Quais são as principais características de um trabalho?

O surgimento de “escritórios de faz de conta” na China mostra que a ideia de trabalho pode ser tão simbólica quanto prática — e nos convida a refletir sobre o que realmente significa ter um emprego ho

Fiquei com essa pergunta na cabeça depois de ver a notícia sobre os escritórios de fachada na China. Para quem não sabe do que estou falando, tem circulado uma notícia sobre uma espécie de tendência entre jovens que vivem no país asiático: pagar um valor diário para frequentar espaços que simulam a rotina de um escritório real, com mesas compartilhadas, pessoas usando computadores, internet disponível e uma série de outros elementos típicos de um ambiente de trabalho.

Por trás do movimento, existe uma taxa de desemprego alta entre o grupo, uma insegurança do que fazer mediante os avanços tecnológicos e um vazio simbólico sobre o que significa “ter trabalho”: status social, rotina estruturada, sensação de pertencimento.

Isso tudo foi transformado em oportunidade de negócio. Só que, para mim, mais do que o fato curioso dessa notícia, o que fica é a pergunta do título: quais são os principais elementos de um trabalho?

Afinal, toda simulação é também uma leitura do mundo em que vivemos.

Pense na sua infância e naquelas brincadeiras de faz de conta. Quando você fingia ser médico(a), professor(a) ou artista, ou se juntava com a turma para “trabalhar” em um mercadinho improvisado ou montar uma “escola”, estava representando a sua ideia daquele universo, ou seja, o que você acreditava ser trabalhar, ensinar ou cuidar das pessoas, por exemplo.
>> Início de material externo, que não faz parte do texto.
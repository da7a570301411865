//! Inbound push payload

use serde::{Deserialize, Deserializer, Serialize};
use serde_json::Value;

use super::record::{value_as_flag, value_as_i64};
use crate::error::{Error, Result};

/// A push notification asking the client to refresh specific rows.
///
/// Push gateways are loose about types: ids arrive as numbers or numeric
/// strings, flags as `"0"`/`"1"`, and `data` is sometimes a JSON-encoded string.
#[derive(Debug, Clone, PartialEq, Eq, Default, Serialize, Deserialize)]
pub struct NotificationPayload {
    #[serde(default)]
    pub ids: Vec<NotificationTarget>,
    #[serde(default)]
    pub data_message: String,
    #[serde(default, deserialize_with = "data_object")]
    pub data: NotificationData,
}

/// A user addressed by the push.
#[derive(Debug, Clone, Copy, PartialEq, Eq, Serialize, Deserialize)]
pub struct NotificationTarget {
    #[serde(deserialize_with = "lenient_i64")]
    pub user_id: i64,
    #[serde(default, deserialize_with = "lenient_flag")]
    pub silent_push: bool,
}

/// Refresh targets of a push.
///
/// Each `data_ids` entry decodes on its own: entries that are not a
/// `{table, id}` pair of integers land in `malformed` instead of failing the
/// whole payload.
#[derive(Debug, Clone, PartialEq, Eq, Serialize, Deserialize)]
#[serde(from = "RawNotificationData")]
pub struct NotificationData {
    pub data_ids: Vec<DataRef>,
    pub show_notification: bool,
    pub message: String,
    /// Undecodable `data_ids` entries, as compact JSON
    #[serde(skip_serializing)]
    pub malformed: Vec<String>,
}

#[derive(Deserialize)]
struct RawNotificationData {
    #[serde(default)]
    data_ids: Vec<Value>,
    #[serde(default = "default_true", deserialize_with = "lenient_flag")]
    show_notification: bool,
    #[serde(default)]
    message: String,
}

impl From<RawNotificationData> for NotificationData {
    fn from(raw: RawNotificationData) -> Self {
        let mut data_ids = Vec::with_capacity(raw.data_ids.len());
        let mut malformed = Vec::new();
        for entry in raw.data_ids {
            match serde_json::from_value::<DataRef>(entry.clone()) {
                Ok(data_ref) => data_ids.push(data_ref),
                Err(_) => malformed.push(entry.to_string()),
            }
        }
        Self {
            data_ids,
            show_notification: raw.show_notification,
            message: raw.message,
            malformed,
        }
    }
}

/// Reference to one row that changed on the server.
///
/// `table` stays a raw wire value so a payload naming a table this client does
/// not know about is skipped rather than rejected wholesale.
#[derive(Debug, Clone, Copy, PartialEq, Eq, Serialize, Deserialize)]
pub struct DataRef {
    #[serde(deserialize_with = "lenient_i64")]
    pub table: i64,
    #[serde(deserialize_with = "lenient_i64")]
    pub id: i64,
}

impl Default for NotificationData {
    fn default() -> Self {
        Self {
            data_ids: Vec::new(),
            show_notification: true,
            message: String::new(),
            malformed: Vec::new(),
        }
    }
}

impl NotificationPayload {
    /// Decode a raw payload.
    pub fn from_json(raw: &str) -> Result<Self> {
        serde_json::from_str(raw).map_err(|error| Error::InvalidPayload(error.to_string()))
    }

    /// Whether the push should stay invisible for `user_id`.
    ///
    /// A payload with `show_notification = 0` is silent for everyone; otherwise
    /// the per-user `silent_push` flag decides.
    pub fn is_silent_for(&self, user_id: i64) -> bool {
        if !self.data.show_notification {
            return true;
        }
        self.ids
            .iter()
            .any(|target| target.user_id == user_id && target.silent_push)
    }
}

const fn default_true() -> bool {
    true
}

fn lenient_i64<'de, D>(deserializer: D) -> std::result::Result<i64, D::Error>
where
    D: Deserializer<'de>,
{
    let value = Value::deserialize(deserializer)?;
    value_as_i64(&value)
        .ok_or_else(|| serde::de::Error::custom(format!("expected an integer, got {value}")))
}

fn lenient_flag<'de, D>(deserializer: D) -> std::result::Result<bool, D::Error>
where
    D: Deserializer<'de>,
{
    let value = Value::deserialize(deserializer)?;
    value_as_flag(&value)
        .ok_or_else(|| serde::de::Error::custom(format!("expected a 0/1 flag, got {value}")))
}

fn data_object<'de, D>(deserializer: D) -> std::result::Result<NotificationData, D::Error>
where
    D: Deserializer<'de>,
{
    match Value::deserialize(deserializer)? {
        Value::Null => Ok(NotificationData::default()),
        Value::String(encoded) => serde_json::from_str(&encoded).map_err(serde::de::Error::custom),
        other => serde_json::from_value(other).map_err(serde::de::Error::custom),
    }
}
No caso do “faz de conta chinês”, algumas reportagens relatam que o serviço pago por “profissionais de brincadeira” podem incluir atribuições de tarefas, supervisão do trabalho e até uma pessoa desempenhando o papel de chefe — e isso tudo me parece muito simbólico.

Uma vez que o público-alvo desse novo “segmento de mercado” é a juventude chinesa, suponho que os “escritórios de mentira” precisem responder aos anseios desse recorte populacional. Provavelmente, tais espaços foram pensados para, mais do que suprir uma demanda imediata, refletir uma aspiração.

No caso, uma aspiração por rotina, contato próximo com outras pessoas, sentir-se útil e parte de um coletivo.

Será que, se fôssemos importar essa ideia de negócio para as terras brasileiras, a construção de um “trabalho de faz de conta” seria igual?

Calma, essa não é uma pergunta para inspirar nenhum empreendimento aos moldes chineses, mas para refletirmos se conhecemos a fundo o que a juventude do nosso país valoriza, deseja e busca. Na verdade, o ideal é falar em juventudes com “s” no final — porque elas são, assim, plurais, diversas e com expectativas que variam conforme o contexto, história de vida e realidade socioeconômica.

Espero, sinceramente, que você e eu não tenhamos que, um dia, pensar nessa questão para desenvolver um projeto similar a este a fim de dar conta de problemas estruturais da nossa sociedade. Contudo, desejo, sim, que essa seja uma pergunta discutida entre as lideranças das organizações, pesquisada por universidades, institutos e centros de inovação social e analisada à luz das transformações culturais e geracionais.

Um trabalho não é só o nome de uma empresa no currículo, um cargo no LinkedIn, um job description ou a remuneração ao final do mês. Ele representa, acima de tudo, um espaço de pertencimento, de construção de identidade e de contribuição para algo maior.